S’agissait-il d’une dérive de certains cadres ou au contraire d’un système validé par Ikea France ? La filiale française du géant suédois de l’ameublement est jugée à partir de ce lundi par le tribunal correctionnel de Versailles (Yvelines).
Selon Adel Amara, ancien syndicaliste chez Ikea, l’entreprise a une face cachée : "Quand je suis entré chez Ikea, on m’a vendu du rêve. "Oui chez Ikea, on est une grande famille, on se tutoie…" Mais ils ont oublié de me dire que chez Ikea, on vous espionne. Chez Ikea, on vous parlera mal. Chez Ikea, on n’aimera pas quand vous ferez des grèves. Tout ça, ils ne le disent pas."
Chez Ikea, on vous espionne
Instruite après une plainte du syndicat FO, l’affaire a été révélée par Le Canard Enchaîné et Mediapart en 2012. Face à la polémique, quatre hauts responsables d’Ikea France avaient été alors licenciés.
Des cadres auraient fait appel à des officines privées pour récupérer des informations confidentielles, notamment issues du STIC (système de traitement des infractions constatées), un fichier de police. Selon les termes du parquet de Versailles, l'instruction a dévoilé un "système d'espionnage" d'employés mais aussi de candidats à l'embauche, concernant l'ensemble du pays et notamment l'Île-de-France. Antécédents judiciaires, train de vie… D’après l’accusation, plusieurs centaines de personnes auraient été surveillées.

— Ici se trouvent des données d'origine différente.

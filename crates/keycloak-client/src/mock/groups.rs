//! Group operations for MockKeycloakClient
//!
//! Handles the group tree and memberships

use super::{lock, MockGroup, MockKeycloakClient};
use crate::error::KeycloakError;
use crate::models::Group;
use std::collections::BTreeMap;

pub(crate) fn insert(client: &MockKeycloakClient, name: &str, parent: Option<String>) -> String {
    let id = client.next_id();
    lock(&client.groups).insert(
        id.clone(),
        MockGroup {
            name: name.to_string(),
            parent,
        },
    );
    id
}

pub(crate) fn id_by_path(client: &MockKeycloakClient, path: &str) -> Option<String> {
    let groups = lock(&client.groups).clone();
    let mut current: Option<String> = None;
    for segment in path.split('/').filter(|s| !s.is_empty()) {
        let next = groups
            .iter()
            .find(|(_, group)| group.name == segment && group.parent == current)
            .map(|(id, _)| id.clone())?;
        current = Some(next);
    }
    current
}

fn path_of(groups: &BTreeMap<String, MockGroup>, id: &str) -> String {
    let mut segments = Vec::new();
    let mut cursor = groups.get(id);
    while let Some(group) = cursor {
        segments.push(group.name.clone());
        cursor = group.parent.as_deref().and_then(|parent| groups.get(parent));
    }
    segments.reverse();
    format!("/{}", segments.join("/"))
}

fn build(groups: &BTreeMap<String, MockGroup>, id: &str) -> Option<Group> {
    let node = groups.get(id)?;
    let mut sub_groups: Vec<Group> = groups
        .iter()
        .filter(|(_, group)| group.parent.as_deref() == Some(id))
        .filter_map(|(child_id, _)| build(groups, child_id))
        .collect();
    sub_groups.sort_by(|a, b| a.name.cmp(&b.name));
    Some(Group {
        id: id.to_string(),
        name: node.name.clone(),
        path: Some(path_of(groups, id)),
        sub_group_count: Some(sub_groups.len() as u64),
        sub_groups,
    })
}

pub(crate) fn representation(client: &MockKeycloakClient, id: &str) -> Option<Group> {
    let groups = lock(&client.groups).clone();
    build(&groups, id)
}

pub async fn find_groups_by_name(client: &MockKeycloakClient, name: &str) -> Result<Vec<Group>, KeycloakError> {
    client.check_failure("find_groups_by_name")?;
    let groups = lock(&client.groups).clone();
    let mut found: Vec<Group> = groups
        .iter()
        .filter(|(_, group)| group.parent.is_none() && group.name.contains(name))
        .filter_map(|(id, _)| build(&groups, id))
        .collect();
    found.sort_by(|a, b| a.name.cmp(&b.name));
    Ok(found)
}

pub async fn get_group(client: &MockKeycloakClient, id: &str) -> Result<Group, KeycloakError> {
    client.check_failure("get_group")?;
    representation(client, id).ok_or_else(|| KeycloakError::NotFound(format!("Group {} not found", id)))
}

pub async fn create_child_group(client: &MockKeycloakClient, parent_id: &str, name: &str) -> Result<Group, KeycloakError> {
    client.check_failure("create_child_group")?;
    {
        let groups = lock(&client.groups);
        if !groups.contains_key(parent_id) {
            return Err(KeycloakError::NotFound(format!("Group {} not found", parent_id)));
        }
        let duplicate = groups
            .values()
            .any(|group| group.parent.as_deref() == Some(parent_id) && group.name == name);
        if duplicate {
            return Err(KeycloakError::InvalidRequest(format!(
                "Sibling group named '{}' already exists",
                name
            )));
        }
    }

    let id = insert(client, name, Some(parent_id.to_string()));
    representation(client, &id).ok_or_else(|| KeycloakError::Api(format!("Group {} vanished", id)))
}

pub async fn delete_group(client: &MockKeycloakClient, id: &str) -> Result<(), KeycloakError> {
    client.check_failure("delete_group")?;
    let mut groups = lock(&client.groups);
    if !groups.contains_key(id) {
        return Err(KeycloakError::NotFound(format!("Group {} not found", id)));
    }

    let mut doomed = vec![id.to_string()];
    let mut index = 0;
    while index < doomed.len() {
        let parent = doomed[index].clone();
        doomed.extend(
            groups
                .iter()
                .filter(|(_, group)| group.parent.as_deref() == Some(parent.as_str()))
                .map(|(child, _)| child.clone()),
        );
        index += 1;
    }

    let mut members = lock(&client.members);
    for group_id in &doomed {
        groups.remove(group_id);
        members.remove(group_id);
    }
    Ok(())
}

pub async fn add_user_to_group(client: &MockKeycloakClient, user_id: &str, group_id: &str) -> Result<(), KeycloakError> {
    client.check_failure("add_user_to_group")?;
    if !lock(&client.groups).contains_key(group_id) {
        return Err(KeycloakError::NotFound(format!("Group {} not found", group_id)));
    }
    client.add_member(group_id, user_id);
    Ok(())
}

pub async fn remove_user_from_group(client: &MockKeycloakClient, user_id: &str, group_id: &str) -> Result<(), KeycloakError> {
    client.check_failure("remove_user_from_group")?;
    if !lock(&client.groups).contains_key(group_id) {
        return Err(KeycloakError::NotFound(format!("Group {} not found", group_id)));
    }
    if let Some(users) = lock(&client.members).get_mut(group_id) {
        users.remove(user_id);
    }
    Ok(())
}
//! Keycloak API models
//!
//! These models match the Keycloak admin REST representations.
//! See: https://www.keycloak.org/docs-api/latest/rest-api/#GroupRepresentation

use serde::{Deserialize, Serialize};

/// Group model matching Keycloak GroupRepresentation
#[derive(Debug, Clone, Serialize, Deserialize, PartialEq, Eq, Default)]
#[serde(rename_all = "camelCase")]
pub struct Group {
    pub id: String,
    pub name: String,
    /// Full path, e.g. `/acme-shop/grafana/prod-RW`
    #[serde(default, skip_serializing_if = "Option::is_none")]
    pub path: Option<String>,
    /// Direct children; Keycloak 23+ leaves this empty unless fetched explicitly
    #[serde(default)]
    pub sub_groups: Vec<Group>,
    #[serde(default, skip_serializing_if = "Option::is_none")]
    pub sub_group_count: Option<u64>,
}

impl Group {
    /// Direct child with exactly this name
    pub fn find_sub_group(&self, name: &str) -> Option<&Group> {
        self.sub_groups.iter().find(|group| group.name == name)
    }
}

/// Token endpoint response of the OpenID Connect password grant
#[derive(Debug, Clone, Serialize, Deserialize)]
pub struct TokenResponse {
    pub access_token: String,
    #[serde(default)]
    pub expires_in: u64,
    #[serde(default)]
    pub token_type: String,
}

/// Body of a group creation request
#[derive(Debug, Clone, Serialize, Deserialize)]
pub struct NewGroup {
    pub name: String,
}
//! Service description advertised to the console.

use crate::labels::ProjectRef;
use crate::stage::Stage;
use serde::{Deserialize, Serialize};

/// Service name shown by the console
pub const SERVICE_NAME: &str = "grafana";

/// Link to one project instance
#[derive(Debug, Clone, Serialize, Deserialize, PartialEq, Eq)]
pub struct ServiceLink {
    /// Target URL
    pub to: String,
    /// Link label
    pub title: String,
}

/// Service card of a project
#[derive(Debug, Clone, Serialize, Deserialize, PartialEq, Eq)]
pub struct ServiceInfos {
    /// Service identifier
    pub name: String,
    /// Display title
    pub title: String,
    /// One line description
    pub description: String,
    /// Links to the project instances
    pub links: Vec<ServiceLink>,
}

impl ServiceInfos {
    /// Service description with one link per stage of `project`
    pub fn for_project(grafana_url: &str, project: &ProjectRef) -> Self {
        let links = Stage::ALL
            .into_iter()
            .map(|stage| ServiceLink {
                to: format!("{}/{}", grafana_url, project.stage(stage).instance_name()),
                title: match stage {
                    Stage::Prod => "Metrics prod".to_string(),
                    Stage::HorsProd => "Metrics hors prod".to_string(),
                },
            })
            .collect();

        Self {
            name: SERVICE_NAME.to_string(),
            title: "Metrics".to_string(),
            description: "Per-project Grafana dashboards".to_string(),
            links,
        }
    }
}
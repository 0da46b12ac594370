//! Grafana instance reconciliation

use super::{Convergence, Reconciler};
use crate::builder::build_grafana_instance;
use crate::error::PluginError;
use crate::labels::{BaseParams, ResourceLabels};
use tracing::info;

impl Reconciler {
    /// Ensure exactly one correctly named Grafana instance exists for `params`
    pub async fn ensure_grafana_instance(
        &self,
        params: &BaseParams,
        role_attribute_path: &str,
    ) -> Result<Convergence, PluginError> {
        let desired = build_grafana_instance(&self.config, params, role_attribute_path);
        let selector = ResourceLabels::instance(params).selector();
        Self::converge(self.instances.as_ref(), &selector, &desired).await
    }

    /// Delete every Grafana instance of `params`
    pub async fn delete_grafana_instance(&self, params: &BaseParams) -> Result<(), PluginError> {
        let selector = ResourceLabels::instance(params).selector();
        let deleted = Self::delete_matching(self.instances.as_ref(), &selector).await?;
        if deleted > 0 {
            info!("Deleted {} Grafana instance(s) of {}", deleted, params);
        }
        Ok(())
    }
}
//! KeycloakClient trait for mocking
//!
//! This trait abstracts the KeycloakClient to enable mocking in unit tests.
//! The concrete KeycloakClient implements this trait, and tests can use mock implementations.

use crate::error::KeycloakError;
use crate::models::Group;

/// Trait for Keycloak admin API operations
///
/// All async methods must be `Send` to work with Tokio's work-stealing runtime.
#[async_trait::async_trait]
pub trait KeycloakClientTrait: Send + Sync {
    /// Get the base URL
    fn base_url(&self) -> &str;

    /// Top-level groups whose name contains `name` (Keycloak search semantics, not exact)
    async fn find_groups_by_name(&self, name: &str) -> Result<Vec<Group>, KeycloakError>;

    /// Group by ID with its direct subgroups populated
    async fn get_group(&self, id: &str) -> Result<Group, KeycloakError>;

    /// Create a child group under `parent_id`
    async fn create_child_group(&self, parent_id: &str, name: &str) -> Result<Group, KeycloakError>;

    /// Delete a group and its whole subtree
    async fn delete_group(&self, id: &str) -> Result<(), KeycloakError>;

    /// Add a user to a group (no-op when already a member)
    async fn add_user_to_group(&self, user_id: &str, group_id: &str) -> Result<(), KeycloakError>;

    /// Remove a user from a group (no-op when not a member)
    async fn remove_user_from_group(&self, user_id: &str, group_id: &str) -> Result<(), KeycloakError>;
}
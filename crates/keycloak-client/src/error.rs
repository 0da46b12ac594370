//! Keycloak client errors

use thiserror::Error;

/// Errors that can occur when interacting with the Keycloak admin API
#[derive(Debug, Error)]
pub enum KeycloakError {
    /// HTTP request/response error
    #[error("HTTP error: {0}")]
    Http(#[from] reqwest::Error),

    /// Keycloak API returned an error
    #[error("Keycloak API error: {0}")]
    Api(String),

    /// JSON serialization/deserialization error
    #[error("Serialization error: {0}")]
    Serialization(#[from] serde_json::Error),

    /// Authentication failed (bad admin credentials, expired token, missing role)
    #[error("Authentication failed: {0}")]
    Authentication(String),

    /// Resource not found
    #[error("Not found: {0}")]
    NotFound(String),

    /// Invalid request (e.g., duplicate group name)
    #[error("Invalid request: {0}")]
    InvalidRequest(String),
}

impl KeycloakError {
    /// Whether the error means the addressed resource does not exist
    pub fn is_not_found(&self) -> bool {
        matches!(self, KeycloakError::NotFound(_))
    }
}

Ikea France risque une amende de plus de trois millions d’euros
"C’est un système qui a dégénéré, explique Me Sofiane Hakiki, avocat des parties civiles. Et les personnes qui animaient ce système se sont senties toutes-puissantes. Et donc dès qu’il y avait un litige, que ça soit avec un salarié ou un client, ils se sentaient dans la possibilité d'enquêter sur ces personnes. Finalement, dans ce système-là, dans le mode de fonctionnement d’Ikea, à partir du moment où vous leur reprochiez quelque chose, ils pouvaient enquêter sur vous."
Sur le banc des prévenus, une quinzaine de personnes – dont deux anciens PDG, des directeurs de magasins mais également des fonctionnaires de police – comparaissent. Ikea France, en tant que personne morale, est aussi poursuivie. L’avocat de la société, Me Emmanuel Daoud, réfute de son côté l’existence d’un "système institutionnalisé d’espionnage généralisé, avec des instructions qui ont été données pour exploiter ce genre de fichiers de façon industrielle". "Ça ne correspond pas à la réalité", affirme l’avocat.
Ça ne correspond pas à la réalité
On compte 74 parties civiles. Les prévenus, eux, auront entre autres à répondre des chefs de collecte et divulgation illicite d'informations personnelles, violation du secret professionnel ou encore de recel de ces délits. De quoi exposer certains à une peine maximale de 10 ans de prison.
Le géant suédois risque une amende de plus de trois millions d’euros. Dans ce procès, qui doit durer jusqu'au 2 avril, l’image de l’entreprise est également en jeu.